What did prove to be true however, was the ban of Valentine’s Day.  So I guess that herewith I will have to disappoint all of the westerners who were hoping to continue their Valentine’s habits in this country.

Anything red is forbidden on this day. Yes, even for non- muslims. If you plan to leave the house on February 14th, make sure you are not wearing anything red or have anything heart-shaped on you. The mutawa are especially attentive on this day and if you get caught, you will most likely be arrested.

Flower shops here are absolutely breath taking (that from the perspective of a woman).
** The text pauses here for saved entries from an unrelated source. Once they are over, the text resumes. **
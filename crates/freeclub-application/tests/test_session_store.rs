mod common;

use common::{
    ADMIN_DNI, ADMIN_PASSWORD, FakeBackend, client, identity, script_admin_login, token_for,
};
use freeclub_application::{ClubClient, LoginFailure};
use freeclub_core::ClubError;
use freeclub_core::Result;
use freeclub_core::config::ClientConfig;
use freeclub_core::identity::permissions::{MANAGE_SYSTEM, VIEW_PERSONS};
use freeclub_core::session::{IDENTITY_KEY, KeyValueStore, MemoryKeyValueStore, TOKEN_KEY};
use freeclub_infrastructure::FileKeyValueStore;
use freeclub_interaction::Method;
use std::sync::Arc;
use std::time::Duration;
use tempfile::TempDir;

#[tokio::test]
async fn test_admin_login_grants_listed_permissions() {
    let backend = FakeBackend::new();
    script_admin_login(&backend, &[MANAGE_SYSTEM, VIEW_PERSONS]);
    let storage = Arc::new(MemoryKeyValueStore::new());
    let client = client(&backend, storage.clone());

    let identity = client
        .session()
        .login(ADMIN_DNI, ADMIN_PASSWORD, None)
        .await
        .unwrap();

    assert_eq!(identity.subject_id, 1);
    assert_eq!(identity.person_key, ADMIN_DNI);
    assert_eq!(identity.display_name, "Ana Paz");
    assert!(client.session().is_authenticated());
    assert!(client.session().has_permission("ADMINISTRAR_SISTEMA"));
    assert!(client.session().has_permission(VIEW_PERSONS));
    assert!(!client.session().has_permission("Eliminar personas"));

    // credentials, then account, then person; only the lookups carry the token
    let sent = backend.sent();
    assert_eq!(sent.len(), 3);
    assert_eq!(sent[0].path, "/users/login");
    assert_eq!(sent[0].bearer, None);
    assert_eq!(sent[1].path, "/users/1");
    assert_eq!(sent[1].bearer.as_deref(), Some(token_for(1).as_str()));
    assert_eq!(sent[2].path, format!("/persons/{ADMIN_DNI}"));

    assert_eq!(storage.get(TOKEN_KEY).unwrap(), Some(token_for(1)));
    assert!(storage.get(IDENTITY_KEY).unwrap().is_some());
}

#[tokio::test]
async fn test_permission_absent_from_account_is_denied() {
    let backend = FakeBackend::new();
    script_admin_login(&backend, &[VIEW_PERSONS]);
    let client = client(&backend, Arc::new(MemoryKeyValueStore::new()));

    client
        .session()
        .login(ADMIN_DNI, ADMIN_PASSWORD, None)
        .await
        .unwrap();

    // roles say administrator, but permissions decide
    assert!(!client.session().has_permission(MANAGE_SYSTEM));
}

#[tokio::test]
async fn test_no_session_has_no_permissions() {
    let backend = FakeBackend::new();
    let client = client(&backend, Arc::new(MemoryKeyValueStore::new()));

    assert!(!client.session().is_authenticated());
    assert!(!client.session().has_permission(MANAGE_SYSTEM));
    assert_eq!(client.session().current_identity(), None);
}

#[tokio::test]
async fn test_session_survives_reload() {
    let temp_dir = TempDir::new().unwrap();
    let backend = FakeBackend::new();
    script_admin_login(&backend, &[MANAGE_SYSTEM]);

    let first = client(&backend, Arc::new(FileKeyValueStore::new(temp_dir.path())));
    let identity = first
        .session()
        .login(ADMIN_DNI, ADMIN_PASSWORD, Some("challenge"))
        .await
        .unwrap();
    drop(first);

    // a fresh process with a backend that knows nothing
    let offline = FakeBackend::new();
    let second = client(&offline, Arc::new(FileKeyValueStore::new(temp_dir.path())));

    assert!(second.session().is_authenticated());
    assert_eq!(second.session().current_identity(), Some(identity.clone()));
    assert_eq!(second.session().token(), Some(token_for(1)));
    assert!(second.session().has_permission(MANAGE_SYSTEM));
    assert_eq!(offline.total(), 0);
}

#[tokio::test]
async fn test_corrupt_identity_restores_logged_out() {
    let storage = Arc::new(MemoryKeyValueStore::new());
    storage.set(IDENTITY_KEY, "{\"subject_id\": oops").unwrap();
    storage.set(TOKEN_KEY, "some-token").unwrap();

    let client = client(&FakeBackend::new(), storage.clone());

    assert!(!client.session().is_authenticated());
    assert!(!client.session().has_permission(MANAGE_SYSTEM));
    assert!(storage.is_empty());
}

#[tokio::test]
async fn test_incomplete_state_restores_logged_out() {
    let storage = Arc::new(MemoryKeyValueStore::new());
    storage.set(TOKEN_KEY, "orphan-token").unwrap();

    let client = client(&FakeBackend::new(), storage.clone());

    assert!(!client.session().is_authenticated());
    assert!(storage.is_empty());
}

#[tokio::test]
async fn test_rejected_credentials() {
    let backend = FakeBackend::new();
    backend.route(
        Method::Post,
        "/users/login",
        401,
        r#"{"error":"Credenciales inválidas"}"#,
    );
    let storage = Arc::new(MemoryKeyValueStore::new());
    let client = client(&backend, storage.clone());

    let failure = client
        .session()
        .login(ADMIN_DNI, "wrong", None)
        .await
        .unwrap_err();

    assert_eq!(failure, LoginFailure::InvalidCredentials);
    assert!(!client.session().is_authenticated());
    assert!(storage.is_empty());
    assert_eq!(backend.total(), 1);
}

#[tokio::test]
async fn test_empty_credentials_never_reach_backend() {
    let backend = FakeBackend::new();
    let client = client(&backend, Arc::new(MemoryKeyValueStore::new()));

    let failure = client.session().login("  ", "x", None).await.unwrap_err();

    assert_eq!(failure, LoginFailure::InvalidCredentials);
    assert_eq!(backend.total(), 0);
}

#[tokio::test(start_paused = true)]
async fn test_slow_login_times_out() {
    let backend = FakeBackend::new();
    backend.route_delayed(
        Method::Post,
        "/users/login",
        200,
        serde_json::json!({ "access_token": token_for(1) }).to_string(),
        Duration::from_secs(30),
    );
    let storage = Arc::new(MemoryKeyValueStore::new());
    let client = client(&backend, storage.clone());

    let failure = client
        .session()
        .login(ADMIN_DNI, ADMIN_PASSWORD, None)
        .await
        .unwrap_err();

    assert_eq!(failure, LoginFailure::TimedOut);
    assert_ne!(failure, LoginFailure::InvalidCredentials);
    assert!(storage.is_empty());
}

#[tokio::test(start_paused = true)]
async fn test_timeout_bounds_the_whole_exchange() {
    let backend = FakeBackend::new();
    script_admin_login(&backend, &[MANAGE_SYSTEM]);
    // each step fits alone, together they exceed ten seconds
    backend.route_delayed(
        Method::Get,
        &format!("/persons/{ADMIN_DNI}"),
        200,
        serde_json::json!({ "dni": ADMIN_DNI, "name": "Ana", "lastname": "Paz" }).to_string(),
        Duration::from_secs(6),
    );
    backend.route_delayed(
        Method::Get,
        "/users/1",
        200,
        serde_json::json!({ "id": 1, "username": ADMIN_DNI, "permissions": [] }).to_string(),
        Duration::from_secs(6),
    );
    let client = client(&backend, Arc::new(MemoryKeyValueStore::new()));

    let failure = client
        .session()
        .login(ADMIN_DNI, ADMIN_PASSWORD, None)
        .await
        .unwrap_err();

    assert_eq!(failure, LoginFailure::TimedOut);
    assert!(!client.session().is_authenticated());
}

#[tokio::test]
async fn test_undecodable_token_is_a_login_failure() {
    let backend = FakeBackend::new();
    backend.route(
        Method::Post,
        "/users/login",
        200,
        r#"{"access_token":"opaque-session-id"}"#,
    );
    let storage = Arc::new(MemoryKeyValueStore::new());
    let client = client(&backend, storage.clone());

    let failure = client
        .session()
        .login(ADMIN_DNI, ADMIN_PASSWORD, None)
        .await
        .unwrap_err();

    assert_eq!(failure, LoginFailure::MalformedToken);
    assert!(storage.is_empty());
    assert_eq!(backend.total(), 1);
}

#[tokio::test]
async fn test_missing_person_persists_nothing() {
    let backend = FakeBackend::new();
    script_admin_login(&backend, &[MANAGE_SYSTEM]);
    backend.route(
        Method::Get,
        &format!("/persons/{ADMIN_DNI}"),
        404,
        r#"{"error":"Persona no encontrada"}"#,
    );
    let storage = Arc::new(MemoryKeyValueStore::new());
    let client = client(&backend, storage.clone());

    let failure = client
        .session()
        .login(ADMIN_DNI, ADMIN_PASSWORD, None)
        .await
        .unwrap_err();

    assert_eq!(failure, LoginFailure::PersonNotFound);
    assert!(!client.session().is_authenticated());
    assert!(storage.is_empty());
}

#[tokio::test]
async fn test_server_error_during_login() {
    let backend = FakeBackend::new();
    backend.route(Method::Post, "/users/login", 500, "Internal Server Error");
    let client = client(&backend, Arc::new(MemoryKeyValueStore::new()));

    let failure = client
        .session()
        .login(ADMIN_DNI, ADMIN_PASSWORD, None)
        .await
        .unwrap_err();

    assert_eq!(failure, LoginFailure::ServerError { status: 500 });
}

#[tokio::test]
async fn test_logout_is_idempotent() {
    let backend = FakeBackend::new();
    script_admin_login(&backend, &[MANAGE_SYSTEM]);
    let storage = Arc::new(MemoryKeyValueStore::new());
    let client = client(&backend, storage.clone());
    client
        .session()
        .login(ADMIN_DNI, ADMIN_PASSWORD, None)
        .await
        .unwrap();

    assert!(client.session().logout());
    assert!(!client.session().logout());
    assert!(!client.session().is_authenticated());
    assert!(!client.session().has_permission(MANAGE_SYSTEM));
    assert!(storage.is_empty());
}

#[tokio::test]
async fn test_unauthorized_is_surfaced_and_session_kept_by_default() {
    let backend = FakeBackend::new();
    script_admin_login(&backend, &[MANAGE_SYSTEM]);
    backend.route(Method::Get, "/persons", 401, r#"{"msg":"Token has expired"}"#);
    let client = client(&backend, Arc::new(MemoryKeyValueStore::new()));
    client
        .session()
        .login(ADMIN_DNI, ADMIN_PASSWORD, None)
        .await
        .unwrap();

    let err = client.gateway().list_persons().await.unwrap_err();

    assert_eq!(err, ClubError::Unauthorized { status: 401 });
    assert!(!client.session().observe(&err));
    assert!(client.session().is_authenticated());
}

#[tokio::test]
async fn test_unauthorized_ends_session_when_configured() {
    let backend = FakeBackend::new();
    script_admin_login(&backend, &[MANAGE_SYSTEM]);
    backend.route(Method::Get, "/roles", 401, "");
    let storage = Arc::new(MemoryKeyValueStore::new());
    let config = ClientConfig {
        logout_on_unauthorized: true,
        ..ClientConfig::default()
    };
    let client = ClubClient::new(config, backend.clone(), storage.clone()).unwrap();
    client
        .session()
        .login(ADMIN_DNI, ADMIN_PASSWORD, None)
        .await
        .unwrap();

    let err = client.gateway().list_roles().await.unwrap_err();

    assert!(client.session().observe(&err));
    assert!(!client.session().is_authenticated());
    assert!(storage.is_empty());
    assert!(!client.session().observe(&ClubError::transport("refused")));
}

/// Accepts everything except writes of the identity key.
struct IdentityWriteFails(MemoryKeyValueStore);

impl KeyValueStore for IdentityWriteFails {
    fn get(&self, key: &str) -> Result<Option<String>> {
        self.0.get(key)
    }

    fn set(&self, key: &str, value: &str) -> Result<()> {
        if key == IDENTITY_KEY {
            return Err(ClubError::storage("disk full"));
        }
        self.0.set(key, value)
    }

    fn remove(&self, key: &str) -> Result<()> {
        self.0.remove(key)
    }
}

#[tokio::test]
async fn test_failed_store_leaves_no_half_session_on_disk() {
    let backend = FakeBackend::new();
    script_admin_login(&backend, &[MANAGE_SYSTEM]);
    let previous = identity("30111222", &["Socio/a"], &[]);
    let inner = MemoryKeyValueStore::new();
    inner
        .set(IDENTITY_KEY, &serde_json::to_string(&previous).unwrap())
        .unwrap();
    inner.set(TOKEN_KEY, "previous-token").unwrap();
    let storage = Arc::new(IdentityWriteFails(inner));
    let client = client(&backend, storage.clone());
    assert_eq!(client.session().current_identity(), Some(previous.clone()));

    let failure = client
        .session()
        .login(ADMIN_DNI, ADMIN_PASSWORD, None)
        .await
        .unwrap_err();

    assert_eq!(failure, LoginFailure::Storage);
    // the running session stays, but neither key of it remains on disk
    assert_eq!(client.session().current_identity(), Some(previous));
    assert_eq!(storage.get(IDENTITY_KEY).unwrap(), None);
    assert_eq!(storage.get(TOKEN_KEY).unwrap(), None);
    assert!(storage.0.is_empty());
}
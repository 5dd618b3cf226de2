//! Configuration service implementation.
//!
//! Loads the client configuration from `~/.config/freeclub/config.toml` (or an
//! explicit path) and applies `FREECLUB_*` environment overrides.

use crate::paths::ClubPaths;
use freeclub_core::config::ClientConfig;
use freeclub_core::{ClubError, Result};
use std::path::PathBuf;
use std::sync::{Arc, PoisonError, RwLock};

pub const ENV_API_URL: &str = "FREECLUB_API_URL";
pub const ENV_LOGIN_TIMEOUT_SECS: &str = "FREECLUB_LOGIN_TIMEOUT_SECS";
pub const ENV_LOG_LEVEL: &str = "FREECLUB_LOG_LEVEL";

/// Configuration service that loads and caches the client configuration.
#[derive(Debug, Clone)]
pub struct ConfigService {
    path: Option<PathBuf>,
    /// Cached configuration loaded from file.
    config: Arc<RwLock<Option<ClientConfig>>>,
}

impl ConfigService {
    /// Uses the default config file location.
    pub fn new() -> Self {
        Self {
            path: None,
            config: Arc::new(RwLock::new(None)),
        }
    }

    /// Uses an explicit config file (for testing and embedding).
    pub fn with_path(path: impl Into<PathBuf>) -> Self {
        Self {
            path: Some(path.into()),
            config: Arc::new(RwLock::new(None)),
        }
    }

    /// Gets the configuration, loading from file if not cached.
    ///
    /// A missing file yields defaults; an unreadable or invalid file is an error.
    pub fn get_config(&self) -> Result<ClientConfig> {
        {
            let read_lock = self.config.read().unwrap_or_else(PoisonError::into_inner);
            if let Some(ref cached) = *read_lock {
                return Ok(cached.clone());
            }
        }

        let mut loaded = self.load_file()?;
        apply_env_overrides(&mut loaded, |key| std::env::var(key).ok())?;
        loaded.validate()?;

        {
            let mut write_lock = self.config.write().unwrap_or_else(PoisonError::into_inner);
            *write_lock = Some(loaded.clone());
        }

        Ok(loaded)
    }

    /// Invalidates the cache, forcing a reload on next access.
    pub fn invalidate_cache(&self) {
        let mut write_lock = self.config.write().unwrap_or_else(PoisonError::into_inner);
        *write_lock = None;
    }

    fn config_path(&self) -> Result<PathBuf> {
        match &self.path {
            Some(path) => Ok(path.clone()),
            None => ClubPaths::config_file().map_err(|e| ClubError::config(e.to_string())),
        }
    }

    fn load_file(&self) -> Result<ClientConfig> {
        let path = self.config_path()?;
        let content = match std::fs::read_to_string(&path) {
            Ok(content) => content,
            Err(e) if e.kind() == std::io::ErrorKind::NotFound => {
                tracing::debug!(path = %path.display(), "config file not found, using defaults");
                return Ok(ClientConfig::default());
            }
            Err(e) => return Err(e.into()),
        };

        toml::from_str(&content).map_err(|e| {
            ClubError::config(format!("invalid config file {}: {}", path.display(), e))
        })
    }
}

impl Default for ConfigService {
    fn default() -> Self {
        Self::new()
    }
}

/// Applies `FREECLUB_*` overrides using `lookup` to read variables.
pub fn apply_env_overrides<F>(config: &mut ClientConfig, lookup: F) -> Result<()>
where
    F: Fn(&str) -> Option<String>,
{
    if let Some(url) = lookup(ENV_API_URL).filter(|v| !v.trim().is_empty()) {
        config.api_url = url.trim().to_string();
    }
    if let Some(raw) = lookup(ENV_LOGIN_TIMEOUT_SECS) {
        config.login_timeout_secs = raw.trim().parse().map_err(|_| {
            ClubError::config(format!(
                "{ENV_LOGIN_TIMEOUT_SECS} must be a number of seconds, got '{raw}'"
            ))
        })?;
    }
    if let Some(level) = lookup(ENV_LOG_LEVEL).filter(|v| !v.trim().is_empty()) {
        config.logging.level = level.trim().to_string();
    }
    Ok(())
}
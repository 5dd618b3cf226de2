use super::{Fields, FormFields, push};
use serde::{Deserialize, Serialize};

pub type ActivityId = u64;

/// A scheduled club activity.
#[derive(Debug, Clone, PartialEq, Eq, Serialize, Deserialize)]
pub struct Activity {
    pub id: ActivityId,
    pub name: String,
    pub category: String,
}

/// Form for `POST /activities/`.
#[derive(Debug, Clone, Default, PartialEq, Eq)]
pub struct NewActivity {
    pub name: String,
    pub category: String,
}

impl FormFields for NewActivity {
    fn form_fields(&self) -> Fields {
        let mut fields = Fields::new();
        push(&mut fields, "name", &self.name);
        push(&mut fields, "category", &self.category);
        fields
    }
}

/// Changes for `PUT /activities/{id}`.
///
/// The backend reads these from the query string, not from a form body.
/// Empty values are skipped.
#[derive(Debug, Clone, Default, PartialEq, Eq)]
pub struct ActivityUpdate {
    pub name: Option<String>,
    pub category: Option<String>,
}

impl FormFields for ActivityUpdate {
    fn form_fields(&self) -> Fields {
        let mut fields = Fields::new();
        if let Some(name) = self.name.as_ref().filter(|s| !s.is_empty()) {
            push(&mut fields, "name", name);
        }
        if let Some(category) = self.category.as_ref().filter(|s| !s.is_empty()) {
            push(&mut fields, "category", category);
        }
        fields
    }
}
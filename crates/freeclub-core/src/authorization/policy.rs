use super::normalize::normalize_role_name;
use crate::identity::Identity;
use crate::resource::{Activity, ActivityId, Assignment, AttendanceRecord};
use std::collections::{BTreeSet, HashMap};

const ADMINISTRATOR_ROLES: &[&str] = &[
    "administrador",
    "administradora",
    "administrador/a",
    "administrator",
    "superadmin",
];

const STAFF_ROLES: &[&str] = &[
    "profesor",
    "profesora",
    "profesor/a",
    "ayudante",
    "coordinador",
    "coordinadora",
    "coordinador/a",
    "entrenador",
    "entrenadora",
    "entrenador/a",
    "instructor",
    "instructora",
    "instructor/a",
    "coach",
];

const MEMBER_ROLES: &[&str] = &[
    "socio",
    "socia",
    "socio/a",
    "no socio",
    "no socia",
    "no socio/a",
    "alumno",
    "alumna",
    "alumno/a",
];

/// Visibility class of an identity, in priority order.
///
/// `Ord` follows priority: `Administrator` < `Staff` < `Member` < `Unclassified`,
/// so the minimum over an identity's roles is its effective category.
#[derive(Debug, Clone, Copy, PartialEq, Eq, PartialOrd, Ord, Hash)]
pub enum RoleCategory {
    Administrator,
    Staff,
    Member,
    Unclassified,
}

/// Classifies one role label against the fixed enumerations.
pub fn classify_role(label: &str) -> RoleCategory {
    let normalized = normalize_role_name(label);
    let name = normalized.as_str();
    if ADMINISTRATOR_ROLES.contains(&name) {
        RoleCategory::Administrator
    } else if STAFF_ROLES.contains(&name) {
        RoleCategory::Staff
    } else if MEMBER_ROLES.contains(&name) {
        RoleCategory::Member
    } else {
        RoleCategory::Unclassified
    }
}

/// Activity ids an identity may see.
#[derive(Debug, Clone, PartialEq, Eq)]
pub enum VisibilityScope {
    All,
    Only(BTreeSet<ActivityId>),
}

impl VisibilityScope {
    pub fn none() -> Self {
        Self::Only(BTreeSet::new())
    }

    pub fn contains(&self, activity_id: ActivityId) -> bool {
        match self {
            Self::All => true,
            Self::Only(ids) => ids.contains(&activity_id),
        }
    }

    pub fn is_empty(&self) -> bool {
        matches!(self, Self::Only(ids) if ids.is_empty())
    }
}

/// The one place that decides what an identity may do and see.
///
/// Two questions, never mixed:
/// - permissions come only from `Identity::granted_permissions`;
/// - visibility of activities and attendance comes only from role categories.
///
/// Nothing is cached: every answer is recomputed from the identity and the
/// records passed in.
#[derive(Debug, Clone, Copy, Default)]
pub struct AuthorizationPolicy;

impl AuthorizationPolicy {
    pub fn new() -> Self {
        Self
    }

    /// `false` when nobody is signed in.
    pub fn has_permission(&self, identity: Option<&Identity>, permission: &str) -> bool {
        identity.is_some_and(|identity| identity.has_permission(permission))
    }

    /// Highest-priority category among the identity's roles.
    ///
    /// No roles, or only unknown ones, yields `Unclassified`.
    pub fn classify(&self, identity: &Identity) -> RoleCategory {
        identity
            .roles
            .iter()
            .map(|role| classify_role(role.as_str()))
            .min()
            .unwrap_or(RoleCategory::Unclassified)
    }

    /// Activities the identity may see, given the current assignments.
    pub fn activity_scope(
        &self,
        identity: &Identity,
        assignments: &[Assignment],
    ) -> VisibilityScope {
        match self.classify(identity) {
            RoleCategory::Administrator => VisibilityScope::All,
            RoleCategory::Staff => VisibilityScope::Only(staffed_activities(identity, assignments)),
            RoleCategory::Member | RoleCategory::Unclassified => VisibilityScope::none(),
        }
    }

    pub fn can_view_activity(
        &self,
        identity: &Identity,
        assignments: &[Assignment],
        activity_id: ActivityId,
    ) -> bool {
        self.activity_scope(identity, assignments).contains(activity_id)
    }

    pub fn filter_activities(
        &self,
        identity: &Identity,
        activities: Vec<Activity>,
        assignments: &[Assignment],
    ) -> Vec<Activity> {
        let scope = self.activity_scope(identity, assignments);
        activities
            .into_iter()
            .filter(|activity| scope.contains(activity.id))
            .collect()
    }

    /// Attendance rows the identity may see.
    ///
    /// Staff see rows whose assignment belongs to one of their activities;
    /// members see only their own rows. Rows pointing at an unknown assignment
    /// are hidden from staff.
    pub fn filter_attendance(
        &self,
        identity: &Identity,
        records: Vec<AttendanceRecord>,
        assignments: &[Assignment],
    ) -> Vec<AttendanceRecord> {
        match self.classify(identity) {
            RoleCategory::Administrator => records,
            RoleCategory::Staff => {
                let scope = staffed_activities(identity, assignments);
                let activity_of: HashMap<_, _> = assignments
                    .iter()
                    .map(|assignment| (assignment.id, assignment.activity_id))
                    .collect();
                records
                    .into_iter()
                    .filter(|record| {
                        activity_of
                            .get(&record.assignation_id)
                            .is_some_and(|activity_id| scope.contains(activity_id))
                    })
                    .collect()
            }
            RoleCategory::Member => records
                .into_iter()
                .filter(|record| record.person_dni == identity.person_key)
                .collect(),
            RoleCategory::Unclassified => Vec::new(),
        }
    }
}

fn staffed_activities(identity: &Identity, assignments: &[Assignment]) -> BTreeSet<ActivityId> {
    assignments
        .iter()
        .filter(|assignment| {
            assignment.dni == identity.person_key
                && classify_role(&assignment.role) == RoleCategory::Staff
        })
        .map(|assignment| assignment.activity_id)
        .collect()
}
The first time I got a glance at the inside of a flower shop in Riyadh and saw all of the different types of flowers, my eyes became the size of Oreo cookies and were shining like Swarovski jewelery on a sunny day.  On Valentine’s Day however, you won’t find any red roses in there, unless you have some special connections and like to live dangerously.

So basically, for all the history knowers out there, red roses on Valentine’s Day in Saudi Arabia are like tomato ketchup in the German Democratic Republic. Not a good thing that you would usually buy under the table if you thought you needed it.

I have heard about quite some Saudi husbands who got flowers in advance, got them from embassies or bought them in the back rooms of shops. Sounds romantic at first but then, if you think about it, why being nice to your spouse only once a year on only one particular day? The year has 365 days after all.

This is where I remember a point made by one of my professors about  year ago. Be nice, act like a gentleman every now and then (any other day than Feb. 14th) and you won’t need to worry at all. Makes your life much easier instantly and gives the gesture much more meaning, doesn’t it?

Coffee Mornings, Stroller Tanks and Other Stories

What would your first thought be if you got out of the house, walked up to the street of your compound and saw dozens and I mean dozens of buses standing there neatly along the sidewalk? Mass evacuation? That’s probably what you think but no, that just means that a bunch of women from all over the city have assembled on your compound today because it’s coffee morning time.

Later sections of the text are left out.